## EXERCISE PROMPT:
Locate each line in the records containing "DateTime". Copy it.

Start of MATERIAL FOR THIS TASK

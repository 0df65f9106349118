//! Per-judge assignment planner.
//!
//! Every transition is a pure function from a [`Snapshot`] of the state it
//! depends on to a [`Step`]: either a no-op carrying the outcome to report, or
//! a [`Plan`] of writes the storage layer applies atomically with version
//! checks. A plan whose commit fails is simply discarded and recomputed from
//! a fresh snapshot.

use std::collections::BTreeSet;

use chrono::{DateTime, Utc};
use rand::Rng;
use serde::{Deserialize, Serialize};
use tracing::debug;

use crate::entities::{Assignment, Item, Judge};
use crate::enums::{AssignmentState, BeginAction, Pick, VoteAction};
use crate::errors::CoreError;
use crate::model::{RankingParams, Reliability, SkillBelief, update};
use crate::pool::candidate_pool;
use crate::selection::select_next_with_pick;

/// Everything a transition reads.
#[derive(Debug, Clone)]
pub struct Snapshot {
    pub judge: Judge,
    /// All items, with their `viewed_by` sets populated.
    pub items: Vec<Item>,
    /// Items currently assigned to other active judges.
    pub busy: BTreeSet<String>,
    /// Judging window is closed.
    pub closed: bool,
    pub now: DateTime<Utc>,
}

/// What the judge should see after a transition.
#[derive(Debug, Clone, PartialEq, Eq, Serialize, Deserialize)]
#[serde(tag = "status", rename_all = "snake_case")]
pub enum Outcome {
    /// The judge has an item to look at.
    Assigned(Assignment),
    /// Nothing left to show right now.
    Waiting,
    /// The submission did not match the judge's live assignment. Nothing
    /// changed.
    Stale,
    /// Judging is closed.
    Closed,
    /// The judge has been disabled.
    Inactive,
}

impl Outcome {
    fn from_assignment(assignment: Assignment) -> Self {
        if assignment.next.is_some() {
            Self::Assigned(assignment)
        } else {
            Self::Waiting
        }
    }
}

/// New belief for an item, valid only if the item is still at `version`.
#[derive(Debug, Clone, PartialEq, Serialize, Deserialize)]
pub struct BeliefChange {
    pub item_id: String,
    pub version: i64,
    pub skill: SkillBelief,
}

/// Comparison to append to the decision log.
#[derive(Debug, Clone, PartialEq, Eq, Serialize, Deserialize)]
pub struct DecisionDraft {
    pub winner_id: String,
    pub loser_id: String,
}

/// Writes produced by one transition.
#[derive(Debug, Clone, PartialEq, Serialize, Deserialize)]
pub struct Plan {
    pub judge_id: String,
    /// The judge row must still be at this version.
    pub judge_version: i64,
    pub assignment: Assignment,
    /// Set when a new `next` is assigned.
    pub assigned_at: Option<DateTime<Utc>>,
    pub reliability: Option<Reliability>,
    pub beliefs: Vec<BeliefChange>,
    pub decision: Option<DecisionDraft>,
    pub viewed: Option<String>,
    pub ignored: Option<String>,
    /// Prioritized item that is now being assigned.
    pub deprioritize: Option<String>,
    pub pick: Option<Pick>,
    pub outcome: Outcome,
}

#[derive(Debug, Clone, PartialEq)]
pub enum Step {
    NoOp(Outcome),
    Apply(Box<Plan>),
}

impl Step {
    #[must_use]
    pub fn outcome(&self) -> &Outcome {
        match self {
            Self::NoOp(outcome) => outcome,
            Self::Apply(plan) => &plan.outcome,
        }
    }
}

/// Working copy of the snapshot a plan is built on.
struct Draft<'a> {
    snapshot: &'a Snapshot,
    items: Vec<Item>,
    ignore: BTreeSet<String>,
    plan: Plan,
}

impl<'a> Draft<'a> {
    fn new(snapshot: &'a Snapshot) -> Self {
        let judge = &snapshot.judge;
        Self {
            snapshot,
            items: snapshot.items.clone(),
            ignore: judge.ignore.clone(),
            plan: Plan {
                judge_id: judge.id.clone(),
                judge_version: judge.version,
                assignment: judge.assignment(),
                assigned_at: None,
                reliability: None,
                beliefs: Vec::new(),
                decision: None,
                viewed: None,
                ignored: None,
                deprioritize: None,
                pick: None,
                outcome: Outcome::Waiting,
            },
        }
    }

    fn item(&self, id: &str) -> Result<&Item, CoreError> {
        self.items
            .iter()
            .find(|item| item.id == id)
            .ok_or_else(|| CoreError::not_found("item", id))
    }

    fn item_mut(&mut self, id: &str) -> Result<&mut Item, CoreError> {
        self.items
            .iter_mut()
            .find(|item| item.id == id)
            .ok_or_else(|| CoreError::not_found("item", id))
    }

    fn reliability(&self) -> Reliability {
        self.plan
            .reliability
            .unwrap_or_else(|| self.snapshot.judge.reliability())
    }

    fn ignore(&mut self, id: &str) {
        self.ignore.insert(id.to_string());
        self.plan.ignored = Some(id.to_string());
    }

    fn view(&mut self, id: &str) -> Result<(), CoreError> {
        let judge_id = self.snapshot.judge.id.clone();
        self.item_mut(id)?.viewed_by.insert(judge_id);
        self.plan.viewed = Some(id.to_string());
        Ok(())
    }

    /// Choose and assign a new `next`, optionally relative to a reference.
    fn choose_next<R>(
        &mut self,
        reference: Option<&str>,
        params: &RankingParams,
        rng: &mut R,
    ) -> Result<(), CoreError>
    where
        R: Rng + ?Sized,
    {
        let reference = reference.map(|id| self.item(id).map(Item::skill)).transpose()?;
        let pool = candidate_pool(
            &self.items,
            &self.ignore,
            &self.snapshot.busy,
            params.min_views,
        );
        let chosen = select_next_with_pick(self.reliability(), reference, pool, params.epsilon, rng)?
            .map(|(item, pick)| (item.id.clone(), item.prioritized, pick));

        match chosen {
            Some((id, prioritized, pick)) => {
                debug!(judge = %self.plan.judge_id, item = %id, %pick, "Assigning next item");
                if prioritized {
                    self.plan.deprioritize = Some(id.clone());
                }
                self.plan.assignment.next = Some(id);
                self.plan.assigned_at = Some(self.snapshot.now);
                self.plan.pick = Some(pick);
            }
            None => {
                debug!(judge = %self.plan.judge_id, "Candidate pool is empty");
                self.plan.assignment.next = None;
            }
        }
        Ok(())
    }

    fn record(&mut self, winner_id: &str, loser_id: &str) -> Result<(), CoreError> {
        let winner = self.item(winner_id)?;
        let loser = self.item(loser_id)?;
        let (winner_version, loser_version) = (winner.version, loser.version);
        let result = update(self.reliability(), winner.skill(), loser.skill())?;

        self.item_mut(winner_id)?.set_skill(result.winner);
        self.item_mut(loser_id)?.set_skill(result.loser);
        self.plan.reliability = Some(result.reliability);
        self.plan.beliefs = vec![
            BeliefChange {
                item_id: winner_id.to_string(),
                version: winner_version,
                skill: result.winner,
            },
            BeliefChange {
                item_id: loser_id.to_string(),
                version: loser_version,
                skill: result.loser,
            },
        ];
        self.plan.decision = Some(DecisionDraft {
            winner_id: winner_id.to_string(),
            loser_id: loser_id.to_string(),
        });
        Ok(())
    }

    fn finish(mut self) -> Step {
        self.plan.outcome = Outcome::from_assignment(self.plan.assignment.clone());
        Step::Apply(Box::new(self.plan))
    }
}

fn gate(snapshot: &Snapshot) -> Option<Outcome> {
    if snapshot.closed {
        Some(Outcome::Closed)
    } else if !snapshot.judge.active {
        Some(Outcome::Inactive)
    } else {
        None
    }
}

/// Assign a first item to a judge that has none.
///
/// # Errors
///
/// Returns `CoreError` if stored beliefs are out of domain.
pub fn plan_initialize<R>(
    snapshot: &Snapshot,
    params: &RankingParams,
    rng: &mut R,
) -> Result<Step, CoreError>
where
    R: Rng + ?Sized,
{
    if let Some(outcome) = gate(snapshot) {
        return Ok(Step::NoOp(outcome));
    }
    let current = snapshot.judge.assignment();
    if current.next.is_some() {
        return Ok(Step::NoOp(Outcome::Assigned(current)));
    }

    let mut draft = Draft::new(snapshot);
    draft.choose_next(None, params, rng)?;
    if draft.plan.assignment.next.is_none() {
        return Ok(Step::NoOp(Outcome::Waiting));
    }
    Ok(draft.finish())
}

/// Act on the first item a judge was shown.
///
/// # Errors
///
/// Returns `CoreError` if the assigned item is missing from the snapshot or
/// stored beliefs are out of domain.
pub fn plan_begin<R>(
    snapshot: &Snapshot,
    claimed_next: &str,
    action: BeginAction,
    params: &RankingParams,
    rng: &mut R,
) -> Result<Step, CoreError>
where
    R: Rng + ?Sized,
{
    if let Some(outcome) = gate(snapshot) {
        return Ok(Step::NoOp(outcome));
    }
    let current = snapshot.judge.assignment();
    if current.state() != AssignmentState::Begin || current.next.as_deref() != Some(claimed_next) {
        debug!(judge = %snapshot.judge.id, claimed_next, "Stale begin submission");
        return Ok(Step::NoOp(Outcome::Stale));
    }

    let mut draft = Draft::new(snapshot);
    draft.ignore(claimed_next);
    match action {
        BeginAction::Continue => {
            draft.view(claimed_next)?;
            draft.plan.assignment.prev = Some(claimed_next.to_string());
            draft.choose_next(Some(claimed_next), params, rng)?;
        }
        BeginAction::Skip => {
            draft.plan.assignment.next = None;
        }
    }
    Ok(draft.finish())
}

/// Act on a comparison between `prev` and `next`.
///
/// # Errors
///
/// Returns `CoreError` if an assigned item is missing from the snapshot or
/// stored beliefs are out of domain.
pub fn plan_vote<R>(
    snapshot: &Snapshot,
    claimed_prev: &str,
    claimed_next: &str,
    action: VoteAction,
    params: &RankingParams,
    rng: &mut R,
) -> Result<Step, CoreError>
where
    R: Rng + ?Sized,
{
    if let Some(outcome) = gate(snapshot) {
        return Ok(Step::NoOp(outcome));
    }
    let current = snapshot.judge.assignment();
    if current.state() != AssignmentState::Steady
        || current.prev.as_deref() != Some(claimed_prev)
        || current.next.as_deref() != Some(claimed_next)
    {
        debug!(judge = %snapshot.judge.id, claimed_prev, claimed_next, "Stale vote submission");
        return Ok(Step::NoOp(Outcome::Stale));
    }

    let mut draft = Draft::new(snapshot);
    match action {
        VoteAction::Skip => {
            draft.ignore(claimed_next);
            draft.choose_next(Some(claimed_prev), params, rng)?;
        }
        VoteAction::Previous | VoteAction::Current => {
            let both_active = draft.item(claimed_prev)?.active && draft.item(claimed_next)?.active;
            if both_active {
                let (winner, loser) = if action == VoteAction::Previous {
                    (claimed_prev, claimed_next)
                } else {
                    (claimed_next, claimed_prev)
                };
                draft.record(winner, loser)?;
            } else {
                debug!(judge = %snapshot.judge.id, "Skipping update for deactivated item");
            }
            draft.view(claimed_next)?;
            draft.plan.assignment.prev = Some(claimed_next.to_string());
            draft.ignore(claimed_next);
            draft.choose_next(Some(claimed_next), params, rng)?;
        }
    }
    Ok(draft.finish())
}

End of MATERIAL FOR THIS TASK

## REPLY:
use chrono::{DateTime, Utc};
    pub now: DateTime<Utc>,
    pub assigned_at: Option<DateTime<Utc>>,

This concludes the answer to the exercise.